WHAT THE TASK REQUIRES> Return every record below exactly as given.

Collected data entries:
=== Section Start ===

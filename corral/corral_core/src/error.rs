//! Error types for the Corral resource pool.
//!
//! This module defines the single error taxonomy shared by every pool
//! implementation. All failures are immediate, synchronous, and local:
//! the pool performs no internal retries, and the caller decides whether
//! an operation such as `acquire` is worth attempting again.
//!
//! `release` is deliberately absent from this taxonomy: releasing an
//! unknown or stale resource is a silent no-op by design.

use std::time::Duration;

use thiserror::Error;

/// Root error type for pool operations.
#[derive(Debug, Error)]
pub enum PoolError {
    /// `open` was called on a pool that is already open
    #[error("pool is already open")]
    AlreadyOpen,

    /// The operation requires an open pool, but the pool was never opened
    #[error("pool is not open")]
    NotOpen,

    /// The operation requires an open pool, but the pool has been closed.
    ///
    /// Closing is terminal: a closed pool cannot be reopened, so this
    /// error is permanent once observed.
    #[error("pool is closed")]
    Closed,

    /// A bounded wait for a resource exhausted its budget
    #[error("timed out after {0:?} waiting for a resource")]
    Timeout(Duration),
}

/// Convenience alias for results returned by pool operations.
pub type Result<T> = std::result::Result<T, PoolError>;
//! Core trait definitions for the Corral system.
//!
//! Each trait lives in its own file. Implementations are provided by the
//! sibling crates; this crate only declares the contracts.

pub mod pool;

pub use pool::ResourcePool;
//! Pool configuration.

/// Configuration for a [`BoundedPool`](crate::bounded::BoundedPool).
#[derive(Debug, Clone)]
pub struct PoolConfig {
    /// Maximum number of resources the pool can hold.
    ///
    /// Fixed for the pool's lifetime; there is no dynamic resizing.
    pub capacity: usize,

    /// Optional name included in log output for this pool.
    pub name: Option<String>,
}

impl Default for PoolConfig {
    fn default() -> Self {
        Self {
            capacity: 16,
            name: None,
        }
    }
}

impl PoolConfig {
    /// Create a configuration with the given capacity.
    pub fn with_capacity(capacity: usize) -> Self {
        Self {
            capacity,
            ..Self::default()
        }
    }

    /// Attach a name used in log output.
    pub fn with_name(mut self, name: impl Into<String>) -> Self {
        self.name = Some(name.into());
        self
    }
}

#[cfg(test)]
mod tests {
    use super::*;

    #[test]
    fn builder_style_configuration() {
        let config = PoolConfig::with_capacity(4).with_name("workers");
        assert_eq!(config.capacity, 4);
        assert_eq!(config.name.as_deref(), Some("workers"));
    }

    #[test]
    fn default_has_capacity() {
        assert!(PoolConfig::default().capacity > 0);
    }
}
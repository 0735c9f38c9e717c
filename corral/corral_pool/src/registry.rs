//! Registry mapping each known resource to its exclusivity semaphore.
//!
//! The registry is the source of truth for "does the pool know this
//! resource": an entry exists exactly while the resource has been added
//! and not yet removed, whether it is idle in the queue or checked out.

use std::hash::Hash;
use std::sync::Arc;

use dashmap::mapref::entry::Entry;
use dashmap::DashMap;

use crate::sync::BinarySemaphore;

/// Concurrent map from resource value to its exclusivity semaphore.
pub(crate) struct LockRegistry<T> {
    locks: DashMap<T, Arc<BinarySemaphore>>,
}

impl<T: Eq + Hash> LockRegistry<T> {
    pub(crate) fn new() -> Self {
        Self {
            locks: DashMap::new(),
        }
    }

    /// Register a fresh semaphore for `resource` unless already known.
    ///
    /// The check-and-insert is atomic, so two racing registrations of
    /// equal resources cannot both succeed. Returns the new semaphore,
    /// or `None` when the resource was already registered.
    pub(crate) fn register(&self, resource: T) -> Option<Arc<BinarySemaphore>> {
        match self.locks.entry(resource) {
            Entry::Occupied(_) => None,
            Entry::Vacant(vacant) => {
                let lock = Arc::new(BinarySemaphore::new());
                vacant.insert(Arc::clone(&lock));
                Some(lock)
            }
        }
    }

    /// Look up the semaphore for `resource`, if it is known.
    pub(crate) fn lookup(&self, resource: &T) -> Option<Arc<BinarySemaphore>> {
        self.locks.get(resource).map(|entry| Arc::clone(entry.value()))
    }

    /// Forget `resource`. Returns whether it was known.
    pub(crate) fn deregister(&self, resource: &T) -> bool {
        self.locks.remove(resource).is_some()
    }

    /// Clone out every registered semaphore.
    ///
    /// Callers iterate the snapshot instead of the live map so they can
    /// block on the semaphores without holding map shards.
    pub(crate) fn snapshot(&self) -> Vec<Arc<BinarySemaphore>> {
        self.locks
            .iter()
            .map(|entry| Arc::clone(entry.value()))
            .collect()
    }

    /// Number of registered resources.
    pub(crate) fn len(&self) -> usize {
        self.locks.len()
    }

    /// Drop every entry.
    pub(crate) fn clear(&self) {
        self.locks.clear();
    }
}

#[cfg(test)]
mod tests {
    use super::*;

    #[test]
    fn register_is_first_writer_wins() {
        let registry = LockRegistry::new();

        assert!(registry.register("a").is_some());
        assert!(registry.register("a").is_none());
        assert_eq!(registry.len(), 1);
    }

    #[test]
    fn lookup_returns_the_registered_semaphore() {
        let registry = LockRegistry::new();
        let lock = registry.register("a").unwrap();

        let found = registry.lookup(&"a").unwrap();
        assert!(Arc::ptr_eq(&lock, &found));
        assert!(registry.lookup(&"b").is_none());
    }

    #[test]
    fn deregister_forgets_the_resource() {
        let registry = LockRegistry::new();
        registry.register("a");

        assert!(registry.deregister(&"a"));
        assert!(!registry.deregister(&"a"));
        assert!(registry.lookup(&"a").is_none());
    }

    #[test]
    fn snapshot_and_clear() {
        let registry = LockRegistry::new();
        registry.register("a");
        registry.register("b");

        assert_eq!(registry.snapshot().len(), 2);
        registry.clear();
        assert_eq!(registry.len(), 0);
        assert!(registry.snapshot().is_empty());
    }
}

=== Section End ===

FINISHED EXERCISE>
filename corral/corral_core/src/error.rs
//! Error types for the Corral resource pool.
//!
//! This module defines the single error taxonomy shared by every pool
//! implementation. All failures are immediate, synchronous, and local:
//! the pool performs no internal retries, and the caller decides whether
//! an operation such as `acquire` is worth attempting again.
//!
//! `release` is deliberately absent from this taxonomy: releasing an
//! unknown or stale resource is a silent no-op by design.

use std::time::Duration;

use thiserror::Error;

/// Root error type for pool operations.
#[derive(Debug, Error)]
pub enum PoolError {
    /// `open` was called on a pool that is already open
    #[error("pool is already open")]
    AlreadyOpen,

    /// The operation requires an open pool, but the pool was never opened
    #[error("pool is not open")]
    NotOpen,

    /// The operation requires an open pool, but the pool has been closed.
    ///
    /// Closing is terminal: a closed pool cannot be reopened, so this
    /// error is permanent once observed.
    #[error("pool is closed")]
    Closed,

    /// A bounded wait for a resource exhausted its budget
    #[error("timed out after {0:?} waiting for a resource")]
    Timeout(Duration),
}

/// Convenience alias for results returned by pool operations.
pub type Result<T> = std::result::Result<T, PoolError>;
//! Core trait definitions for the Corral system.
//!
//! Each trait lives in its own file. Implementations are provided by the
//! sibling crates; this crate only declares the contracts.

pub mod pool;

pub use pool::ResourcePool;
//! Pool configuration.

/// Configuration for a [`BoundedPool`](crate::bounded::BoundedPool).
#[derive(Debug, Clone)]
pub struct PoolConfig {
    /// Maximum number of resources the pool can hold.
    ///
    /// Fixed for the pool's lifetime; there is no dynamic resizing.
    pub capacity: usize,

    /// Optional name included in log output for this pool.
    pub name: Option<String>,
}

impl Default for PoolConfig {
    fn default() -> Self {
        Self {
            capacity: 16,
            name: None,
        }
    }
}

impl PoolConfig {
    /// Create a configuration with the given capacity.
    pub fn with_capacity(capacity: usize) -> Self {
        Self {
            capacity,
            ..Self::default()
        }
    }

    /// Attach a name used in log output.
    pub fn with_name(mut self, name: impl Into<String>) -> Self {
        self.name = Some(name.into());
        self
    }
}

#[cfg(test)]
mod tests {
    use super::*;

    #[test]
    fn builder_style_configuration() {
        let config = PoolConfig::with_capacity(4).with_name("workers");
        assert_eq!(config.capacity, 4);
        assert_eq!(config.name.as_deref(), Some("workers"));
    }

    #[test]
    fn default_has_capacity() {
        assert!(PoolConfig::default().capacity > 0);
    }
}
repository 0735c9f38c9e717c
filename corral/corral_pool/src/registry.rs
//! Registry mapping each known resource to its exclusivity semaphore.
//!
//! The registry is the source of truth for "does the pool know this
//! resource": an entry exists exactly while the resource has been added
//! and not yet removed, whether it is idle in the queue or checked out.

use std::hash::Hash;
use std::sync::Arc;

use dashmap::mapref::entry::Entry;
use dashmap::DashMap;

use crate::sync::BinarySemaphore;

/// Concurrent map from resource value to its exclusivity semaphore.
pub(crate) struct LockRegistry<T> {
    locks: DashMap<T, Arc<BinarySemaphore>>,
}

impl<T: Eq + Hash> LockRegistry<T> {
    pub(crate) fn new() -> Self {
        Self {
            locks: DashMap::new(),
        }
    }

    /// Register a fresh semaphore for `resource` unless already known.
    ///
    /// The check-and-insert is atomic, so two racing registrations of
    /// equal resources cannot both succeed. Returns the new semaphore,
    /// or `None` when the resource was already registered.
    pub(crate) fn register(&self, resource: T) -> Option<Arc<BinarySemaphore>> {
        match self.locks.entry(resource) {
            Entry::Occupied(_) => None,
            Entry::Vacant(vacant) => {
                let lock = Arc::new(BinarySemaphore::new());
                vacant.insert(Arc::clone(&lock));
                Some(lock)
            }
        }
    }

    /// Look up the semaphore for `resource`, if it is known.
    pub(crate) fn lookup(&self, resource: &T) -> Option<Arc<BinarySemaphore>> {
        self.locks.get(resource).map(|entry| Arc::clone(entry.value()))
    }

    /// Forget `resource`. Returns whether it was known.
    pub(crate) fn deregister(&self, resource: &T) -> bool {
        self.locks.remove(resource).is_some()
    }

    /// Clone out every registered semaphore.
    ///
    /// Callers iterate the snapshot instead of the live map so they can
    /// block on the semaphores without holding map shards.
    pub(crate) fn snapshot(&self) -> Vec<Arc<BinarySemaphore>> {
        self.locks
            .iter()
            .map(|entry| Arc::clone(entry.value()))
            .collect()
    }

    /// Number of registered resources.
    pub(crate) fn len(&self) -> usize {
        self.locks.len()
    }

    /// Drop every entry.
    pub(crate) fn clear(&self) {
        self.locks.clear();
    }
}

#[cfg(test)]
mod tests {
    use super::*;

    #[test]
    fn register_is_first_writer_wins() {
        let registry = LockRegistry::new();

        assert!(registry.register("a").is_some());
        assert!(registry.register("a").is_none());
        assert_eq!(registry.len(), 1);
    }

    #[test]
    fn lookup_returns_the_registered_semaphore() {
        let registry = LockRegistry::new();
        let lock = registry.register("a").unwrap();

        let found = registry.lookup(&"a").unwrap();
        assert!(Arc::ptr_eq(&lock, &found));
        assert!(registry.lookup(&"b").is_none());
    }

    #[test]
    fn deregister_forgets_the_resource() {
        let registry = LockRegistry::new();
        registry.register("a");

        assert!(registry.deregister(&"a"));
        assert!(!registry.deregister(&"a"));
        assert!(registry.lookup(&"a").is_none());
    }

    #[test]
    fn snapshot_and_clear() {
        let registry = LockRegistry::new();
        registry.register("a");
        registry.register("b");

        assert_eq!(registry.snapshot().len(), 2);
        registry.clear();
        assert_eq!(registry.len(), 0);
        assert!(registry.snapshot().is_empty());
    }
}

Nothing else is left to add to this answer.